In Scripture, fasting is primarily tied to food. While there are moments in the bible of denying self of other comforts, the Bible makes a distinction between fasting and simple self-denial. Food remains central because it exposes how deeply we rely on daily provision.
Hunger becomes a teacher, echoing Jesus’ words in the wilderness: “Man shall not live by bread alone, but by every word that comes from the mouth of God.” God’s Word, His promises, and His presence are our true sustenance, and fasting helps bring that truth into clearer focus.

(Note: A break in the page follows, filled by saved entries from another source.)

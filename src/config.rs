//! Configuration management with validation and defaults
//!
//! Defaults are overridden by an optional TOML file and then by `LUCKY7_*`
//! environment variables; the result is validated before use.

use crate::errors::ConfigurationError;
use serde::{Deserialize, Serialize};
use std::{env, path::Path, time::Duration};

/// Complete service configuration
#[derive(Clone, Debug, Default, Serialize, Deserialize)]
#[serde(default)]
pub struct GameConfig {
    pub round: RoundConfig,
    pub api: ApiConfig,
    pub storage: StorageConfig,
    pub monitoring: MonitoringConfig,
}

/// Round timing and settlement tuning
#[derive(Clone, Debug, Serialize, Deserialize)]
#[serde(default)]
pub struct RoundConfig {
    /// Time from round creation to the roll
    pub round_interval_ms: u64,
    /// Trailing window before the roll in which wagers are rejected
    pub wager_cutoff_ms: u64,
    pub leaderboard_size: usize,
    pub recent_rolls_limit: usize,
    /// Extra passes over wagers that failed to settle within one resolution
    pub settlement_retry_attempts: u32,
    pub settlement_retry_backoff_ms: u64,
    /// Delay before the scheduler retries after failing to open a round
    pub cycle_restart_backoff_ms: u64,
    /// Payout multiple for a winning jackpot wager
    pub jackpot_multiplier: u64,
}

impl Default for RoundConfig {
    fn default() -> Self {
        Self {
            round_interval_ms: 15_000,
            wager_cutoff_ms: 5_000,
            leaderboard_size: 10,
            recent_rolls_limit: 5,
            settlement_retry_attempts: 3,
            settlement_retry_backoff_ms: 250,
            cycle_restart_backoff_ms: 1_000,
            jackpot_multiplier: 7,
        }
    }
}

impl RoundConfig {
    pub fn interval(&self) -> Duration {
        Duration::from_millis(self.round_interval_ms)
    }

    pub fn cutoff(&self) -> Duration {
        Duration::from_millis(self.wager_cutoff_ms)
    }

    pub fn settlement_retry_backoff(&self) -> Duration {
        Duration::from_millis(self.settlement_retry_backoff_ms)
    }

    pub fn cycle_restart_backoff(&self) -> Duration {
        Duration::from_millis(self.cycle_restart_backoff_ms)
    }
}

/// HTTP server configuration
#[derive(Clone, Debug, Serialize, Deserialize)]
#[serde(default)]
pub struct ApiConfig {
    pub host: String,
    pub port: u16,
    pub allowed_origins: Vec<String>,
    pub request_timeout_secs: u64,
}

impl Default for ApiConfig {
    fn default() -> Self {
        Self {
            host: "0.0.0.0".to_string(),
            port: 5000,
            allowed_origins: vec!["*".to_string()],
            request_timeout_secs: 30,
        }
    }
}

#[derive(Clone, Copy, Debug, PartialEq, Eq, Serialize, Deserialize)]
#[serde(rename_all = "lowercase")]
pub enum StorageBackend {
    Memory,
    RocksDb,
}

/// Storage configuration
#[derive(Clone, Debug, Serialize, Deserialize)]
#[serde(default)]
pub struct StorageConfig {
    pub backend: StorageBackend,
    pub data_directory: String,
    /// Whether to clear database on startup (testing only!)
    pub clear_on_start: bool,
}

impl Default for StorageConfig {
    fn default() -> Self {
        Self {
            backend: StorageBackend::RocksDb,
            data_directory: "./DB/lucky7_data".to_string(),
            clear_on_start: false,
        }
    }
}

/// Logging and keep-alive configuration
#[derive(Clone, Debug, Serialize, Deserialize)]
#[serde(default)]
pub struct MonitoringConfig {
    /// `tracing_subscriber::EnvFilter` directive used when `RUST_LOG` is unset
    pub log_filter: String,
    pub heartbeat_interval_secs: u64,
}

impl Default for MonitoringConfig {
    fn default() -> Self {
        Self {
            log_filter: "lucky7=info,tower_http=info".to_string(),
            heartbeat_interval_secs: 30,
        }
    }
}

impl GameConfig {
    /// Persistent deployment with the default round timing
    pub fn production() -> Self {
        Self {
            storage: StorageConfig {
                backend: StorageBackend::RocksDb,
                clear_on_start: false,
                ..Default::default()
            },
            ..Default::default()
        }
    }

    /// In-memory storage with short rounds for tests and local runs
    pub fn testing() -> Self {
        Self {
            round: RoundConfig {
                round_interval_ms: 300,
                wager_cutoff_ms: 100,
                settlement_retry_backoff_ms: 10,
                cycle_restart_backoff_ms: 50,
                ..Default::default()
            },
            storage: StorageConfig {
                backend: StorageBackend::Memory,
                clear_on_start: true,
                ..Default::default()
            },
            ..Default::default()
        }
    }

    /// Validate configuration for logical consistency
    pub fn validate(&self) -> Result<(), ConfigurationError> {
        if self.round.round_interval_ms == 0 {
            return Err(invalid("round.round_interval_ms", "0", "must be > 0"));
        }

        if self.round.wager_cutoff_ms >= self.round.round_interval_ms {
            return Err(ConfigurationError::LogicalInconsistency(format!(
                "wager_cutoff_ms ({}) must be shorter than round_interval_ms ({})",
                self.round.wager_cutoff_ms, self.round.round_interval_ms
            )));
        }

        if self.round.leaderboard_size == 0 {
            return Err(invalid("round.leaderboard_size", "0", "must be > 0"));
        }

        if self.round.recent_rolls_limit == 0 {
            return Err(invalid("round.recent_rolls_limit", "0", "must be > 0"));
        }

        if self.round.jackpot_multiplier == 0 {
            return Err(invalid("round.jackpot_multiplier", "0", "must be > 0"));
        }

        if self.monitoring.heartbeat_interval_secs == 0 {
            return Err(invalid("monitoring.heartbeat_interval_secs", "0", "must be > 0"));
        }

        if self.api.port == 0 {
            return Err(invalid("api.port", "0", "must be a valid TCP port"));
        }

        if self.storage.backend == StorageBackend::RocksDb && self.storage.data_directory.is_empty() {
            return Err(invalid(
                "storage.data_directory",
                "",
                "required for the rocksdb backend",
            ));
        }

        Ok(())
    }
}

fn invalid(field: &str, value: &str, reason: &str) -> ConfigurationError {
    ConfigurationError::InvalidValue {
        field: field.to_string(),
        value: value.to_string(),
        reason: reason.to_string(),
    }
}

/// Configuration loader with environment variable support
#[derive(Debug, Default)]
pub struct ConfigLoader {
    config_path: Option<String>,
    base: Option<GameConfig>,
}

impl ConfigLoader {
    pub fn new() -> Self {
        Self {
            config_path: None,
            base: None,
        }
    }

    /// Start from a preset instead of the defaults when no file is given
    pub fn with_base(mut self, base: GameConfig) -> Self {
        self.base = Some(base);
        self
    }

    /// Set the configuration file path
    pub fn with_path<P: AsRef<Path>>(mut self, path: P) -> Self {
        self.config_path = Some(path.as_ref().to_string_lossy().to_string());
        self
    }

    /// Load configuration from file and environment variables
    pub fn load(&self) -> Result<GameConfig, ConfigurationError> {
        let mut config = match self.config_path {
            Some(ref path) => Self::load_from_file(path)?,
            None => self.base.clone().unwrap_or_default(),
        };

        Self::apply_env_overrides(&mut config, |key| env::var(key).ok())?;
        config.validate()?;

        Ok(config)
    }

    /// Load configuration from TOML file
    fn load_from_file(path: &str) -> Result<GameConfig, ConfigurationError> {
        let content = std::fs::read_to_string(path)
            .map_err(|e| ConfigurationError::LoadFailed(format!("Failed to read {}: {}", path, e)))?;

        parse_toml(&content)
    }

    fn apply_env_overrides<F>(config: &mut GameConfig, lookup: F) -> Result<(), ConfigurationError>
    where
        F: Fn(&str) -> Option<String>,
    {
        if let Some(value) = lookup("LUCKY7_ROUND_INTERVAL_MS") {
            config.round.round_interval_ms = parse_env("LUCKY7_ROUND_INTERVAL_MS", &value)?;
        }
        if let Some(value) = lookup("LUCKY7_WAGER_CUTOFF_MS") {
            config.round.wager_cutoff_ms = parse_env("LUCKY7_WAGER_CUTOFF_MS", &value)?;
        }
        if let Some(host) = lookup("LUCKY7_API_HOST") {
            config.api.host = host;
        }
        if let Some(value) = lookup("LUCKY7_API_PORT") {
            config.api.port = parse_env("LUCKY7_API_PORT", &value)?;
        }
        if let Some(origins) = lookup("LUCKY7_ALLOWED_ORIGINS") {
            config.api.allowed_origins = origins.split(',').map(|s| s.trim().to_string()).collect();
        }
        if let Some(dir) = lookup("LUCKY7_DATA_DIR") {
            config.storage.data_directory = dir;
        }
        if let Some(filter) = lookup("LUCKY7_LOG_FILTER") {
            config.monitoring.log_filter = filter;
        }
        Ok(())
    }
}

/// Parse a TOML document into a configuration; missing fields take defaults
pub fn parse_toml(content: &str) -> Result<GameConfig, ConfigurationError> {
    toml::from_str(content)
        .map_err(|e| ConfigurationError::LoadFailed(format!("Failed to parse TOML: {}", e)))
}

fn parse_env<T: std::str::FromStr>(key: &str, value: &str) -> Result<T, ConfigurationError> {
    value.parse::<T>().map_err(|_| invalid(key, value, "not a valid number"))
}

Biblically, fasting is tied to specific purposes:
- Repentance and Lament
Nehemiah 9:1–3 – Israel fasts while confessing sin and returning to the Law.

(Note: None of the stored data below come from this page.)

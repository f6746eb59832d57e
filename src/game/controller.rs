//! Round cycle controller
//!
//! Owns the current round and the single scheduler task that drives the
//! cycle: sweep unresolved rounds, open a round, sleep until its roll time,
//! resolve it, repeat.
//!
//! Placement and resolution are serialized through the `current` lock.
//! Placement holds a read guard while it checks the round and records the
//! wager; resolution takes the write guard to flip the round to `Locked`
//! before it reads the round's wagers. A wager is therefore either recorded
//! before resolution starts or rejected with `BettingClosed`.

use crate::{
    config::RoundConfig,
    errors::{Lucky7Error, Lucky7Result, StorageError, WagerError},
    game::{
        clock::{Clock, SystemClock},
        dice::{DiceRoller, RandomDice},
        leaderboard,
        ledger::TokenLedger,
        settlement::WagerResolver,
        store::GameStore,
        types::{
            GameStatus, LeaderboardEntry, NewWager, RecentRoll, Round, RoundId, RoundState,
            SettlementCommit, Side, UserId, Wager,
        },
    },
    metrics::GameMetrics,
    notifications::{GameEvent, Notifier},
};
use std::{
    collections::{HashMap, HashSet},
    sync::Arc,
    time::Duration,
};
use tokio::{
    sync::{watch, Mutex, RwLock},
    task::JoinHandle,
};
use tracing::{debug, error, info, warn};

/// Summary of one `resolve_round` call
#[derive(Debug, Clone, Default, PartialEq, Eq)]
pub struct ResolutionReport {
    pub round_id: RoundId,
    /// Wagers settled by this call
    pub settled: usize,
    /// Wagers that were already terminal
    pub already_settled: usize,
    /// Wagers still Pending after all retries
    pub pending: usize,
}

impl ResolutionReport {
    pub fn is_complete(&self) -> bool {
        self.pending == 0
    }
}

struct SchedulerHandle {
    shutdown: watch::Sender<bool>,
    task: JoinHandle<()>,
}

impl SchedulerHandle {
    async fn stop(self) {
        let _ = self.shutdown.send(true);
        if let Err(e) = self.task.await {
            warn!("Round scheduler task ended abnormally: {}", e);
        }
    }
}

pub struct RoundControllerBuilder {
    store: Arc<dyn GameStore>,
    notifier: Arc<dyn Notifier>,
    clock: Arc<dyn Clock>,
    dice: Arc<dyn DiceRoller>,
    config: RoundConfig,
    metrics: Arc<GameMetrics>,
}

impl RoundControllerBuilder {
    pub fn clock(mut self, clock: Arc<dyn Clock>) -> Self {
        self.clock = clock;
        self
    }

    pub fn dice(mut self, dice: Arc<dyn DiceRoller>) -> Self {
        self.dice = dice;
        self
    }

    pub fn config(mut self, config: RoundConfig) -> Self {
        self.config = config;
        self
    }

    pub fn metrics(mut self, metrics: Arc<GameMetrics>) -> Self {
        self.metrics = metrics;
        self
    }

    pub fn build(self) -> Arc<RoundController> {
        Arc::new(RoundController {
            ledger: TokenLedger::new(self.store.clone(), self.notifier.clone()),
            resolver: WagerResolver::new(self.config.jackpot_multiplier),
            store: self.store,
            notifier: self.notifier,
            clock: self.clock,
            dice: self.dice,
            config: self.config,
            metrics: self.metrics,
            current: RwLock::new(None),
            scheduler: Mutex::new(None),
        })
    }
}

pub struct RoundController {
    store: Arc<dyn GameStore>,
    ledger: TokenLedger,
    notifier: Arc<dyn Notifier>,
    clock: Arc<dyn Clock>,
    dice: Arc<dyn DiceRoller>,
    config: RoundConfig,
    resolver: WagerResolver,
    metrics: Arc<GameMetrics>,
    current: RwLock<Option<Round>>,
    scheduler: Mutex<Option<SchedulerHandle>>,
}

1 Samuel 7:5–6 – Fasting connected to repentance
Jonah 3:5–10 – Nineveh fasts in response to God’s warning.
- Grief and Mourning
1 Samuel 31:13 – Israel fasts after Saul’s death.
2 Samuel 1:12 – David and his men fast in mourning.
Psalm 35:13 – David describes fasting in sorrow for others.
- Petition and Preparation
Ezra 8:21–23 – Fasting for God’s protection and guidance.
Acts 13:2–3 – The church fasts before sending out missionaries.
Acts 14:23 – Prayer and fasting before installing elders.
The common thread in each example is dependence. Fasting is a visible confession that we need God more than what sustains us physically. Or as John Piper often describes it, fasting is a hunger for God.
2. Focus.
Lent gives us intentional time to fix our hearts and minds on the life, death, burial, and resurrection of Jesus (Heb. 12:2; Col. 3:1–2). Reading a devotional with a Lent focus can stir our affections for Christ and remind us how much we need Him. We recommend this free online devotional written by Tim Keller before he passed and provided by Gospel in Life. Click below to begin reading.
Daily Lent Devotional
“The supremacy of God in all things is the great reward we long for in fasting. His supremacy in our own affections and in all our life-choices. His supremacy in the purity of the church. His supremacy in the salvation of the lost. His supremacy in the establishing of righteousness and justice. And his supremacy for the joy of all peoples in the evangelization of the world.”